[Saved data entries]
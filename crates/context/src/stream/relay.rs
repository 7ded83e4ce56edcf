//! Stream relay and tag extractor
//!
//! Sits between the provider's completion stream and the client:
//! - emits the `metadata` event first
//! - forwards each complete provider line byte-for-byte
//! - accumulates the answer text from the token deltas it forwards
//! - once the provider ends, emits `answerTypeUpdate` and the only `[DONE]`
//!
//! The provider's own `[DONE]` is withheld so the client never sees a
//! sentinel before `answerTypeUpdate`.

use super::{
    AnswerType, AnswerTypeUpdateEvent, ControlEvent, EventParser, LineBuffer, MetadataEvent,
    StreamEvent,
};
use bytes::Bytes;
use futures::{Stream, StreamExt};
use scripture_qa_common::llm::ByteStream;
use scripture_qa_common::metrics::record_answer_type;
use std::collections::VecDeque;
use std::convert::Infallible;
use tracing::{debug, info, warn};

const DONE_FRAME: &[u8] = b"data: [DONE]\n\n";

/// Relay lifecycle
#[derive(Debug, Clone, Copy, PartialEq, Eq)]
pub enum RelayState {
    /// Metadata not yet sent
    Open,
    /// Forwarding provider lines
    Streaming,
    /// Provider finished; trailer and sentinel queued
    Done,
    /// Provider stream broke; closes without a sentinel
    Error,
}

/// Per-request relay over one provider stream
pub struct StreamRelay {
    upstream: ByteStream,
    metadata: Option<MetadataEvent>,
    lines: LineBuffer,
    parser: EventParser,
    answer: String,
    outbox: VecDeque<Bytes>,
    state: RelayState,
}

impl StreamRelay {
    pub fn new(upstream: ByteStream, metadata: MetadataEvent) -> Self {
        Self {
            upstream,
            metadata: Some(metadata),
            lines: LineBuffer::default(),
            parser: EventParser::default(),
            answer: String::new(),
            outbox: VecDeque::new(),
            state: RelayState::Open,
        }
    }

    pub fn state(&self) -> RelayState {
        self.state
    }

    /// Answer text accumulated so far
    pub fn answer(&self) -> &str {
        &self.answer
    }

    /// Next frame for the client; `None` once the relay has closed
    pub async fn next_frame(&mut self) -> Option<Bytes> {
        loop {
            if let Some(frame) = self.outbox.pop_front() {
                return Some(frame);
            }

            match self.state {
                RelayState::Open => {
                    if let Some(metadata) = self.metadata.take() {
                        let frame = ControlEvent::Metadata(metadata).to_frame();
                        self.outbox.push_back(Bytes::from(frame));
                    }
                    self.state = RelayState::Streaming;
                }
                RelayState::Streaming => {
                    if let Some(line) = self.lines.next_line() {
                        self.relay_line(line);
                        continue;
                    }

                    match self.upstream.next().await {
                        Some(Ok(chunk)) => self.lines.push(&chunk),
                        Some(Err(e)) => {
                            warn!(
                                error = %e,
                                answer_chars = self.answer.chars().count(),
                                "Provider stream failed, closing without sentinel"
                            );
                            self.state = RelayState::Error;
                        }
                        None => {
                            let mut rest = self.lines.take_remainder();
                            if !rest.iter().all(u8::is_ascii_whitespace) {
                                rest.push(b'\n');
                                self.relay_line(rest);
                            }
                            self.finish();
                        }
                    }
                }
                RelayState::Done | RelayState::Error => return None,
            }
        }
    }

    fn relay_line(&mut self, line: Vec<u8>) {
        let withheld = match self.parser.feed(&String::from_utf8_lossy(&line)) {
            Ok(Some(StreamEvent::TokenDelta(delta))) => {
                if let Some(content) = delta.content() {
                    self.answer.push_str(content);
                }
                false
            }
            Ok(Some(StreamEvent::Done)) => true,
            Ok(_) => false,
            Err(e) => {
                debug!(kind = ?e.kind, detail = %e.detail, "Unparseable provider line forwarded as is");
                false
            }
        };

        if !withheld {
            self.outbox.push_back(Bytes::from(line));
        }
    }

    fn finish(&mut self) {
        if let Some(e) = self.parser.finish() {
            debug!(detail = %e.detail, "Provider stream ended mid-payload");
        }

        let answer_type = AnswerType::detect(&self.answer);
        record_answer_type(answer_type.as_str());
        info!(
            answer_chars = self.answer.chars().count(),
            answer_type = answer_type.as_str(),
            "Answer stream complete"
        );

        let update = ControlEvent::AnswerTypeUpdate(AnswerTypeUpdateEvent { answer_type });
        self.outbox.push_back(Bytes::from(update.to_frame()));
        self.outbox.push_back(Bytes::from_static(DONE_FRAME));
        self.state = RelayState::Done;
    }

    /// Drive the relay as a response body stream
    pub fn into_stream(self) -> impl Stream<Item = Result<Bytes, Infallible>> + Send {
        futures::stream::unfold(self, |mut relay| async move {
            relay.next_frame().await.map(|frame| (Ok(frame), relay))
        })
    }
}
//! Seed the catalog with products from a YAML file.
//!
//! Products are upserted by ID, so running the command twice is harmless and
//! edits to the file are picked up on the next run.

use std::path::Path;

use chrono::Utc;
use rust_decimal::Decimal;
use serde::Deserialize;
use thiserror::Error;
use tracing::info;
use uuid::Uuid;

use kestrel_core::ProductId;
use kestrel_storefront::db::{self, ProductRepository, RepositoryError};
use kestrel_storefront::models::Product;

/// Errors that can occur while seeding.
#[derive(Debug, Error)]
pub enum SeedError {
    #[error("Missing environment variable: {0}")]
    MissingEnvVar(&'static str),

    #[error("Failed to read {path}: {source}")]
    Io {
        path: String,
        source: std::io::Error,
    },

    #[error("Invalid YAML: {0}")]
    Yaml(#[from] serde_yaml::Error),

    #[error("Invalid product {name}: {reason}")]
    Invalid { name: String, reason: &'static str },

    #[error("Database error: {0}")]
    Database(#[from] sqlx::Error),

    #[error(transparent)]
    Repository(#[from] RepositoryError),
}

#[derive(Debug, Deserialize)]
#[serde(deny_unknown_fields)]
struct SeedProduct {
    id: Uuid,
    name: String,
    #[serde(default)]
    description: Option<String>,
    price: Decimal,
    #[serde(default)]
    category: Option<String>,
    #[serde(default)]
    image_keys: Vec<String>,
    #[serde(default = "enabled")]
    in_stock: bool,
    #[serde(default = "enabled")]
    is_active: bool,
}

const fn enabled() -> bool {
    true
}

impl TryFrom<SeedProduct> for Product {
    type Error = SeedError;

    fn try_from(seed: SeedProduct) -> Result<Self, Self::Error> {
        let invalid = |reason| SeedError::Invalid {
            name: seed.name.clone(),
            reason,
        };
        if seed.name.trim().is_empty() {
            return Err(invalid("name is empty"));
        }
        if seed.price <= Decimal::ZERO {
            return Err(invalid("price must be positive"));
        }
        if seed.price.scale() > 2 {
            return Err(invalid("price has more than two decimal places"));
        }

        Ok(Self {
            id: ProductId::new(seed.id),
            name: seed.name,
            description: seed.description,
            price: seed.price,
            in_stock: seed.in_stock,
            is_active: seed.is_active,
            category: seed.category,
            image_keys: seed.image_keys,
            updated_at: Utc::now(),
        })
    }
}

/// Parse and validate a products file.
///
/// # Errors
///
/// Returns `SeedError::Yaml` or `SeedError::Invalid` for bad input.
pub fn parse_products(yaml: &str) -> Result<Vec<Product>, SeedError> {
    let seeds: Vec<SeedProduct> = serde_yaml::from_str(yaml)?;
    seeds.into_iter().map(Product::try_from).collect()
}

/// Upsert every product in `file`.
///
/// The file is validated in full before the database is touched.
///
/// # Errors
///
/// Returns `SeedError` if the file is unreadable or invalid, or a write fails.
pub async fn products(file: &Path) -> Result<(), SeedError> {
    let content = tokio::fs::read_to_string(file)
        .await
        .map_err(|source| SeedError::Io {
            path: file.display().to_string(),
            source,
        })?;
    let products = parse_products(&content)?;
    info!(count = products.len(), path = %file.display(), "Parsed products");

    let database_url =
        super::database_url().ok_or(SeedError::MissingEnvVar("STOREFRONT_DATABASE_URL"))?;
    let pool = db::create_pool(&database_url).await?;
    let repository = ProductRepository::new(&pool);

    for product in &products {
        repository.upsert(product).await?;
        info!(id = %product.id, name = %product.name, price = %product.price, "Upserted product");
    }

    info!("Seeding complete!");
    Ok(())
}
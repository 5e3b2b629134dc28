//! Kestrel Core - checkout domain library.
//!
//! This crate holds the parts of checkout that must be identical wherever
//! they run:
//! - `storefront` - checkout API and payment webhook receiver
//! - `cli` - operator tooling (quotes, migrations, seeding)
//!
//! # Architecture
//!
//! The core crate contains only types and pure functions - no I/O, no
//! database access, no HTTP clients. Enable the `postgres` feature to get
//! `sqlx` encode/decode impls for the ID, email and status types.
//!
//! # Modules
//!
//! - [`types`] - Newtype wrappers for IDs, emails and order status
//! - [`pricing`] - Subtotal, VAT, shipping and total computation
//! - [`cart`] - Validation of untrusted cart payloads

#![cfg_attr(not(test), forbid(unsafe_code))]

pub mod cart;
pub mod pricing;
pub mod types;

pub use cart::{CartError, CartLimits, ValidatedItem};
pub use pricing::{LineAmount, PricingError, PricingRules, Totals};
pub use types::*;
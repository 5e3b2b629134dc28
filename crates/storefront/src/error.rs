//! Unified error handling with Sentry integration.
//!
//! Provides a unified `AppError` type that captures server-class errors to
//! Sentry before responding to the client. All route handlers return
//! `Result<T, AppError>`.
//!
//! Every failure body has the same shape:
//!
//! ```json
//! { "error": "Cart is invalid", "code": "invalid_quantity", "debugId": "E_CART", "itemIndex": 2 }
//! ```

use axum::{
    Json,
    http::StatusCode,
    response::{IntoResponse, Response},
};
use serde::Serialize;
use thiserror::Error;

use kestrel_core::ProductId;

use crate::config::Environment;
use crate::services::checkout::CheckoutError;
use crate::services::checkout::webhook::WebhookError;

/// Application-level error type for the storefront.
#[derive(Debug, Error)]
pub enum AppError {
    /// Checkout pipeline failure.
    #[error("{error}")]
    Checkout {
        #[source]
        error: CheckoutError,
        /// Include raw error text in the response body.
        expose_detail: bool,
    },

    /// Webhook delivery rejected or not processed.
    #[error("Webhook error: {0}")]
    Webhook(#[from] WebhookError),

    /// Resource not found.
    #[error("Not found: {0}")]
    NotFound(String),
}

impl AppError {
    /// Wrap a checkout error; raw detail is only exposed in development.
    #[must_use]
    pub const fn checkout(error: CheckoutError, environment: Environment) -> Self {
        Self::Checkout {
            error,
            expose_detail: !environment.is_production(),
        }
    }

    fn status(&self) -> StatusCode {
        match self {
            Self::Checkout { error, .. } => error.status(),
            Self::Webhook(WebhookError::Signature(_) | WebhookError::Malformed(_)) => {
                StatusCode::BAD_REQUEST
            }
            // The gateway redelivers on non-2xx
            Self::Webhook(WebhookError::Repository(_)) => StatusCode::SERVICE_UNAVAILABLE,
            Self::NotFound(_) => StatusCode::NOT_FOUND,
        }
    }

    fn should_capture(&self) -> bool {
        match self {
            Self::Checkout { error, .. } => error.is_server_error(),
            Self::Webhook(WebhookError::Repository(_)) => true,
            Self::Webhook(_) | Self::NotFound(_) => false,
        }
    }

    fn body(&self) -> ErrorBody {
        match self {
            Self::Checkout {
                error,
                expose_detail,
            } => {
                let mut body = ErrorBody::new(error.user_message(), error.code(), error.debug_id());
                match error {
                    CheckoutError::Cart(cart) => body.item_index = cart.item_index(),
                    CheckoutError::ProductsUnavailable { missing } => {
                        body.missing_product_ids = Some(missing.clone());
                    }
                    CheckoutError::UnitAmountOutOfRange { product_id } => {
                        body.product_id = Some(*product_id);
                    }
                    _ => {}
                }
                if *expose_detail {
                    body.detail = Some(error.to_string());
                }
                body
            }
            Self::Webhook(WebhookError::Signature(_)) => ErrorBody::new(
                "Invalid signature".to_string(),
                "invalid_signature",
                "E_WEBHOOK_SIGNATURE",
            ),
            Self::Webhook(WebhookError::Malformed(_)) => ErrorBody::new(
                "Malformed event".to_string(),
                "malformed_event",
                "E_WEBHOOK_PAYLOAD",
            ),
            Self::Webhook(WebhookError::Repository(_)) => ErrorBody::new(
                "Internal server error".to_string(),
                "internal_error",
                "E_DATASTORE",
            ),
            Self::NotFound(what) => ErrorBody::new(format!("Not found: {what}"), "not_found", "E_NOT_FOUND"),
        }
    }
}

#[derive(Debug, Serialize)]
#[serde(rename_all = "camelCase")]
struct ErrorBody {
    error: String,
    code: &'static str,
    debug_id: &'static str,
    #[serde(skip_serializing_if = "Option::is_none")]
    item_index: Option<usize>,
    #[serde(skip_serializing_if = "Option::is_none")]
    missing_product_ids: Option<Vec<ProductId>>,
    #[serde(skip_serializing_if = "Option::is_none")]
    product_id: Option<ProductId>,
    #[serde(skip_serializing_if = "Option::is_none")]
    detail: Option<String>,
}

impl ErrorBody {
    const fn new(error: String, code: &'static str, debug_id: &'static str) -> Self {
        Self {
            error,
            code,
            debug_id,
            item_index: None,
            missing_product_ids: None,
            product_id: None,
            detail: None,
        }
    }
}

impl IntoResponse for AppError {
    fn into_response(self) -> Response {
        let status = self.status();
        let body = self.body();

        if self.should_capture() {
            let event_id = sentry::capture_error(&self);
            tracing::error!(
                error = %self,
                debug_id = body.debug_id,
                sentry_event_id = %event_id,
                "Request error"
            );
        } else {
            tracing::debug!(error = %self, code = body.code, "Request rejected");
        }

        (status, Json(body)).into_response()
    }
}

/// Result type alias for `AppError`.
pub type Result<T> = std::result::Result<T, AppError>;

- _ASSIGNED TASK_
Your response should be made up of the lines in the data that contain the word "StatusCode".

- _THE ANSWER_
    http::StatusCode,
    fn status(&self) -> StatusCode {
                StatusCode::BAD_REQUEST
            Self::Webhook(WebhookError::Repository(_)) => StatusCode::SERVICE_UNAVAILABLE,
            Self::NotFound(_) => StatusCode::NOT_FOUND,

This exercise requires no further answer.